Unique in its enormity


The 3rd Baron Trevethin, commonly called Geoffrey Lawrence, was the main British judge during the Nuremberg trials following World War II. His was the extraordinary job of passing judgement and a sentence of death on one of the most unspeakable monsters of the 20th century, the Nazi Hermann Goering.

It was Lawrence who characterised Goering’s evil with such explicitly superb elegance. “[Goering’s] guilt,” Lawrence proclaimed, “is unique in its enormity.”

Goering was a famously pompous drug addict, fat and ungainly, Hitler’s buffoon, who paraded about in ostentatiously bemedaled Wehrmacht uniforms of his own design. By some means (to this day we don’t know precisely how) he smuggled cyanide into his Nuremberg cell and killed himself before the allied nations could present him to the gallows to be hanged.

Before he was imprisoned, and in the immediate aftermath of Hitler’s death, Goering deluded himself into thinking he could represent Germany to the Allies as a cooperative equal, as Germany’s new, sane Fuhrer. In expecting to meet Eisenhower Goering famously wondered if he should salute or shake hands. Instead, an ordinary allied soldier roughly slapped handcuffs on him and took him to prison.

Before Donald Trump came along, Hermann Goering was my model for history’s biggest fall. He was once a master of Germany with enormous power and wealth at his fingertips. He was reduced in a very short time to a pauper’s life in a closely guarded cell where he awaited the ignoble sentence of death by hanging.

To my mind Donald Trump’s fall from power is now further than Goering’s. Trump once commanded the largest military force in history, walked with kings and prime ministers and dictators, was followed by and worshipped by millions of fools. By dint of the office he so rudely usurped, Trump became the most powerful man on earth.

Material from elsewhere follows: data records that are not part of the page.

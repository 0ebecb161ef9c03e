//! Process and host identity used in headers and log file names.
//!
//! Values that cannot be determined fall back to `"unknownhost"` and
//! `"unknownuser"`.

use std::path::Path;

// ---------------------------------------------------------------------------
// Unix: libc lookups
// ---------------------------------------------------------------------------

#[cfg(unix)]
fn raw_hostname() -> Option<String> {
    let mut buf = [0u8; 256];
    // SAFETY: buf is valid for buf.len() bytes; gethostname NUL-terminates on
    // success when the name fits.
    let rc = unsafe { libc::gethostname(buf.as_mut_ptr() as *mut libc::c_char, buf.len()) };
    if rc != 0 {
        return None;
    }
    let end = buf.iter().position(|&b| b == 0).unwrap_or(buf.len());
    String::from_utf8(buf[..end].to_vec()).ok()
}

#[cfg(unix)]
fn raw_user() -> Option<String> {
    if let Some(user) = std::env::var("USER").ok().filter(|u| !u.is_empty()) {
        return Some(user);
    }
    // SAFETY: passwd is a plain C struct; all-zero is a valid value.
    let mut pwd: libc::passwd = unsafe { std::mem::zeroed() };
    let mut result: *mut libc::passwd = std::ptr::null_mut();
    let mut buf = vec![0 as libc::c_char; 4096];
    // SAFETY: all pointers reference live, correctly sized storage for the
    // duration of the call; pw_name points into `buf` on success.
    unsafe {
        let rc = libc::getpwuid_r(libc::getuid(), &mut pwd, buf.as_mut_ptr(), buf.len(), &mut result);
        if rc != 0 || result.is_null() || pwd.pw_name.is_null() {
            return None;
        }
        std::ffi::CStr::from_ptr(pwd.pw_name).to_str().ok().map(str::to_owned)
    }
}

// ---------------------------------------------------------------------------
// Non-Unix: environment fallbacks
// ---------------------------------------------------------------------------

#[cfg(not(unix))]
fn raw_hostname() -> Option<String> {
    std::env::var("COMPUTERNAME").ok()
}

#[cfg(not(unix))]
fn raw_user() -> Option<String> {
    std::env::var("USERNAME").ok()
}

// ---------------------------------------------------------------------------
// Public API
// ---------------------------------------------------------------------------

/// Current process id.
#[inline]
pub fn pid() -> u64 {
    u64::from(std::process::id())
}

/// OS thread id of the caller (process id where unavailable).
#[cfg(target_os = "linux")]
pub fn thread_id() -> u64 {
    // SAFETY: gettid has no preconditions.
    unsafe { libc::gettid() as u64 }
}

#[cfg(not(target_os = "linux"))]
pub fn thread_id() -> u64 {
    pid()
}

/// Host name truncated at the first dot.
pub fn short_hostname(host: &str) -> &str {
    host.split('.').next().unwrap_or(host)
}

/// Full host name of this machine.
pub fn hostname() -> String {
    raw_hostname().filter(|h| !h.is_empty()).unwrap_or_else(|| "unknownhost".to_string())
}

/// Login name of the user running the process, safe for file names.
pub fn user_name() -> String {
    raw_user()
        .filter(|u| !u.is_empty())
        .map(|u| u.replace(['\\', '/'], "_"))
        .unwrap_or_else(|| "unknownuser".to_string())
}

/// Base name of the running executable.
pub fn program_name() -> String {
    std::env::args_os()
        .next()
        .as_deref()
        .and_then(|arg0| Path::new(arg0).file_name())
        .map(|name| name.to_string_lossy().into_owned())
        .filter(|name| !name.is_empty())
        .unwrap_or_else(|| "sevlog".to_string())
}

/// `(tid, name)` of every thread in this process, where the OS exposes it.
#[cfg(target_os = "linux")]
pub fn live_threads() -> Vec<(u64, String)> {
    let Ok(entries) = std::fs::read_dir("/proc/self/task") else {
        return Vec::new();
    };
    let mut threads: Vec<(u64, String)> = entries
        .filter_map(|entry| {
            let entry = entry.ok()?;
            let tid: u64 = entry.file_name().to_str()?.parse().ok()?;
            let name = std::fs::read_to_string(entry.path().join("comm")).unwrap_or_default();
            Some((tid, name.trim_end().to_string()))
        })
        .collect();
    threads.sort_unstable_by_key(|(tid, _)| *tid);
    threads
}

#[cfg(not(target_os = "linux"))]
pub fn live_threads() -> Vec<(u64, String)> {
    Vec::new()
}
//! Record severities and their cascading order.
//!
//! A record written at severity `S` lands in the output for `S` and in the
//! output of every less severe level, never in a more severe one. The enum is
//! ordered by importance so comparisons read naturally
//! (`Severity::Error > Severity::Warning`).

use std::{fmt, str::FromStr};

use crate::error::LogError;

/// Importance tier of a log record.
#[derive(Debug, Clone, Copy, PartialEq, Eq, PartialOrd, Ord, Hash)]
#[repr(u8)]
pub enum Severity {
    Info = 0,
    Warning = 1,
    Error = 2,
    Fatal = 3,
}

impl Severity {
    /// Number of severities.
    pub const COUNT: usize = 4;

    /// All severities, least severe first.
    pub const ALL: [Severity; Self::COUNT] = [Severity::Info, Severity::Warning, Severity::Error, Severity::Fatal];

    /// Dense index usable for per-severity arrays.
    #[inline]
    pub const fn index(self) -> usize {
        self as usize
    }

    /// Severity for a dense index, if in range.
    pub const fn from_index(idx: usize) -> Option<Self> {
        match idx {
            0 => Some(Severity::Info),
            1 => Some(Severity::Warning),
            2 => Some(Severity::Error),
            3 => Some(Severity::Fatal),
            _ => None,
        }
    }

    /// One-letter code that starts every formatted line.
    #[inline]
    pub const fn as_char(self) -> u8 {
        match self {
            Severity::Info => b'I',
            Severity::Warning => b'W',
            Severity::Error => b'E',
            Severity::Fatal => b'F',
        }
    }

    /// Upper-case name, as used in file names.
    pub const fn name(self) -> &'static str {
        match self {
            Severity::Info => "INFO",
            Severity::Warning => "WARNING",
            Severity::Error => "ERROR",
            Severity::Fatal => "FATAL",
        }
    }

    /// This severity followed by every less severe one, most severe first.
    pub fn cascade(self) -> impl Iterator<Item = Severity> {
        Self::ALL[..=self.index()].iter().rev().copied()
    }
}

impl fmt::Display for Severity {
    fn fmt(&self, f: &mut fmt::Formatter<'_>) -> fmt::Result {
        f.write_str(self.name())
    }
}

impl FromStr for Severity {
    type Err = LogError;

    /// Accepts a case-insensitive name (`"warning"`) or a numeric index (`"1"`).
    fn from_str(s: &str) -> Result<Self, Self::Err> {
        let s = s.trim();
        if let Ok(idx) = s.parse::<usize>() {
            return Self::from_index(idx).ok_or_else(|| LogError::Config(format!("unknown severity index {idx}")));
        }
        Self::ALL
            .into_iter()
            .find(|sev| sev.name().eq_ignore_ascii_case(s))
            .ok_or_else(|| LogError::Config(format!("unknown severity {s:?}")))
    }
}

Today Trump’s guilt is “unique in its enormity” in American history. For a man who speaks in superlatives when referencing himself, it may or may not please him to know that he could be the most prolific criminal in American history. Thanks to his lies and ineptitude he is responsible for more deaths than just about any other leader except Hitler, Stalin or Mao. He is also a rapist, a thief, a tax cheat, a money launderer, a traitor, and an embezzler.

Trump is only now coming to grips with his fate. It’s reported that he recently asked, if convicted and sent to jail, will he be required to wear an orange jumpsuit? He also wanted to know if he would have to stay in an ordinary cell in a “bad” prison or in some cushy Club Fed reserved for white collar criminals.

Trump is finally coming to terms with reality. Whether he agrees with it or not his crimes are unique in their enormity. He has only one superlative left to look forward to, whatever prison he is sentenced to, he will be its most famous resident. And, as ever, ladies and gentlemen, brothers and sisters, comrades and friends, stay safe.